There is persuasive evidence that GI is especially important for individuals with diabetes. High-glycaemic diets have been linked with higher insulin levels and an elevated risk of developing diabetes(Reference Liese, Schulz and Fang6, Reference Hodge, English and O'Dea7). Two mechanisms have been suggested whereby intake of high-GI carbohydrates may increase the risk of type 2 diabetes by overstimulating insulin secretion or contributing to pancreatic β-cell dysfunction which can result in impaired glucose tolerance and eventually type 2 diabetes(Reference Hodge, English and O'Dea7, Reference Barclay, Flood and Rochtchina8).
Publication of international GI values is needed for various ethnic food groups to ensure a comprehensive list is available to utilise in practice. A recent review of GI values published to date lists 2487 different items across a range of globally produced food groups and brands(Reference Atkinson, Foster-Powell and Brand-Miller9). However, the vast majority of published GI values are Australasian, British or Canadian in origin, with some Danish, French and Swedish values. There are currently few published GI values for Chinese foods. The aim of the present study is to provide reliable values of GI of some common foods consumed in Hong Kong including Chinese foods.
Experimental methods
Subjects
A total of twenty-three healthy subjects (three male and twenty female) were recruited to take part in the study. The subject characteristics are shown in Table 1. Subjects were recruited through email posters distributed at The Chinese University of Hong Kong, the same methodology previously used by UK researchers(Reference Henry, Lightowler and Strik10). Exclusion criteria were as follows: age < 18 or>40 years; BMI ≥ 23 kg/m2; fasting blood glucose value>6·1 mmol/l; and with known history of diabetes or impaired glucose tolerance. Ethical approval for the study was obtained from the respective university's research ethics committee. Subjects were given full details of the study protocol and the opportunity to ask questions. All subjects gave written informed consent before participation.

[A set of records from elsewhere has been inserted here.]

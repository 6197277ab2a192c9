//! audience: host-side control plane for the Audience desktop runtime.
//!
//! The host spawns the native runtime, accepts its single channel connection
//! and then drives it with correlated commands while routing its events.

pub mod channel;
pub mod config;
pub mod controller;
pub mod dispatcher;
pub mod router;
pub mod supervisor;
pub mod types;

pub use channel::protocol::{Command, CommandResult, Event, EventKind, Message, WindowHandle};
pub use config::{ConfigError, LaunchOptions, Nucleus, Platform};
pub use controller::Controller;
pub use dispatcher::{CommandError, CommandReply, Dispatcher};
pub use router::{EventRouter, SubscriberId};
pub use supervisor::{
    ExitSignal, LaunchError, ProcessSpawner, RuntimeExit, RuntimeSpawner, Session, SpawnError,
    SpawnRequest, launch,
};
pub use tokio_util::sync::CancellationToken;
pub use types::{Rect, Screen, ScreenList, Size, WebApp, WindowDetails, WindowInfo, WindowList};
//! Runtime process supervisor.
//!
//! Launch sequence:
//! 1. Bind the channel listener at a fresh endpoint
//! 2. Spawn the runtime with `--channel <endpoint>` and the configured options
//! 3. Accept exactly one connection and hand it to a [`Controller`]
//!
//! An observer task owns the child for its whole life. When the child exits it
//! closes the listener, waits for the controller to close the connection, then
//! publishes the exit status.

use std::ffi::OsString;
use std::fmt;
use std::io;
use std::path::PathBuf;
use std::process::{ExitStatus, Stdio};
use std::time::Duration;

use tokio::io::{AsyncBufReadExt, AsyncRead, BufReader};
use tokio::process::{Child, Command};
use tokio::sync::{oneshot, watch};
use tokio_util::sync::CancellationToken;

use crate::channel::transport::{ChannelEndpoint, ChannelListener};
use crate::config::{ConfigError, LaunchOptions};
use crate::controller::Controller;

const RUNTIME_LOG_TARGET: &str = "audience::runtime";

/// Upper bound on waiting for the event loop to finish after the runtime exits.
const CONTROLLER_CLOSE_GRACE: Duration = Duration::from_secs(5);

#[derive(Debug, thiserror::Error)]
pub enum SpawnError {
    #[error("failed to spawn {program}: {source}")]
    Io { program: String, source: io::Error },
    #[error("spawn failed: {0}")]
    Other(String),
}

/// What to start. Handed to a [`RuntimeSpawner`].
#[derive(Debug, Clone)]
pub struct SpawnRequest {
    pub program: PathBuf,
    pub args: Vec<OsString>,
    /// Pipe stdout/stderr so the host can relay them.
    pub capture_output: bool,
}

/// Extension point for how the runtime process gets started.
pub trait RuntimeSpawner: Send + Sync {
    fn spawn(&self, request: &SpawnRequest) -> Result<Child, SpawnError>;
}

/// Starts the runtime as a plain child process.
pub struct ProcessSpawner;

impl RuntimeSpawner for ProcessSpawner {
    fn spawn(&self, request: &SpawnRequest) -> Result<Child, SpawnError> {
        let output = || {
            if request.capture_output {
                Stdio::piped()
            } else {
                Stdio::null()
            }
        };

        Command::new(&request.program)
            .args(&request.args)
            .stdin(Stdio::null())
            .stdout(output())
            .stderr(output())
            .kill_on_drop(true)
            .spawn()
            .map_err(|source| SpawnError::Io {
                program: request.program.display().to_string(),
                source,
            })
    }
}

/// How the runtime process ended.
#[derive(Debug, Clone, Copy, PartialEq, Eq)]
pub struct RuntimeExit {
    /// `None` when terminated by a signal or when the status could not be read.
    pub code: Option<i32>,
    pub success: bool,
}

impl RuntimeExit {
    fn unknown() -> Self {
        Self {
            code: None,
            success: false,
        }
    }
}

impl From<ExitStatus> for RuntimeExit {
    fn from(status: ExitStatus) -> Self {
        Self {
            code: status.code(),
            success: status.success(),
        }
    }
}

impl fmt::Display for RuntimeExit {
    fn fmt(&self, f: &mut fmt::Formatter<'_>) -> fmt::Result {
        match self.code {
            Some(code) => write!(f, "exit code {code}"),
            None => f.write_str("terminated without exit code"),
        }
    }
}

/// Resolves once the runtime has exited and the channel server is closed.
#[derive(Clone)]
pub struct ExitSignal {
    rx: watch::Receiver<Option<RuntimeExit>>,
}

impl ExitSignal {
    pub async fn wait(&self) -> RuntimeExit {
        let mut rx = self.rx.clone();
        let exit = match rx.wait_for(Option::is_some).await {
            Ok(exit) => *exit,
            // Observer vanished without publishing.
            Err(_) => None,
        };
        exit.unwrap_or_else(RuntimeExit::unknown)
    }

    pub fn try_get(&self) -> Option<RuntimeExit> {
        *self.rx.borrow()
    }

    pub fn is_exited(&self) -> bool {
        self.try_get().is_some()
    }
}

#[derive(Debug, thiserror::Error)]
pub enum LaunchError {
    #[error(transparent)]
    Config(#[from] ConfigError),
    #[error("failed to bind channel at {endpoint}: {source}")]
    Bind { endpoint: String, source: io::Error },
    #[error("failed to spawn runtime: {0}")]
    Spawn(#[from] SpawnError),
    #[error("failed to accept runtime connection: {0}")]
    Accept(io::Error),
    #[error("runtime exited before connecting ({0})")]
    RuntimeExited(RuntimeExit),
    #[error("runtime did not connect within {0:?}")]
    ConnectTimeout(Duration),
}

/// A running runtime process and its connected controller.
pub struct Session {
    controller: Controller,
    exit: ExitSignal,
    kill: CancellationToken,
    endpoint: ChannelEndpoint,
}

Table 1 Subject characteristics
(Mean values and standard deviations for twenty-three subjects)
The present study was conducted according to the guidelines laid down in the Declaration of Helsinki and all procedures involving human subjects were approved by the Chinese University of Hong Kong, Clinical Research Ethics Committee (CRE-2007.493-T).
All anthropometric measurements were made in the fasting state. Height was recorded to the nearest 1 cm using a physician beam measure (Seca 220; Seca, Hamburg, Germany) with subjects wearing no shoes. Body weight was recorded to the nearest 0·1 kg using the Seca 220, wearing light clothing and no shoes. BMI was calculated and body fat percentage was measured using a Tanita analyser (TBF-410; Tanita, Tokyo, Japan). Characteristics of the subjects are shown in Table 1.
Study protocol
The protocol used was adapted from that described by Wolever et al. (Reference Wolever, Jenkins and Jenkins11) and Brouns et al. (Reference Brouns, Bjorck and Frayn12), and is in line with procedures recommended by the FAO/WHO(5). For each test food, tests were repeated in ten subjects. On the day before a test, subjects were asked to restrict their intake of alcohol- and caffeine-containing drinks and to restrict their participation in intense physical activity. Subjects were also told not to eat or drink after 21.00 hours the night before a test, although water was allowed in moderation.
Test foods
A number of different foods were tested, including breads, cereals and noodles. These foods represent a diverse range of foods commonly consumed in Hong Kong. All foods were tested in equivalent available carbohydrate amounts (50 g) and compared with a reference food (glucose). Available carbohydrate and fibre values were provided by the manufacturers. Table 2 lists the composition of the test foods. All foods were tested immediately after cooking. Foods were bought and prepared on the day of testing following the manufacturers' instructions.
Table 2 Composition of the ten tested foods
In accordance with FAO/WHO recommendations, subjects tested each test food once and the reference food twice in random order on separate days, with at least a 1 d gap between measurements to minimise carry-over effects. Subjects were studied in the morning after a 12 h overnight fast. Subjects consumed the reference or test foods at a comfortable pace, within 15 min. The test foods and reference food were served with 250 ml water. A further 250 ml water were given during the subsequent 2 h. Subjects were encouraged to keep physical activity to a minimum during the testing.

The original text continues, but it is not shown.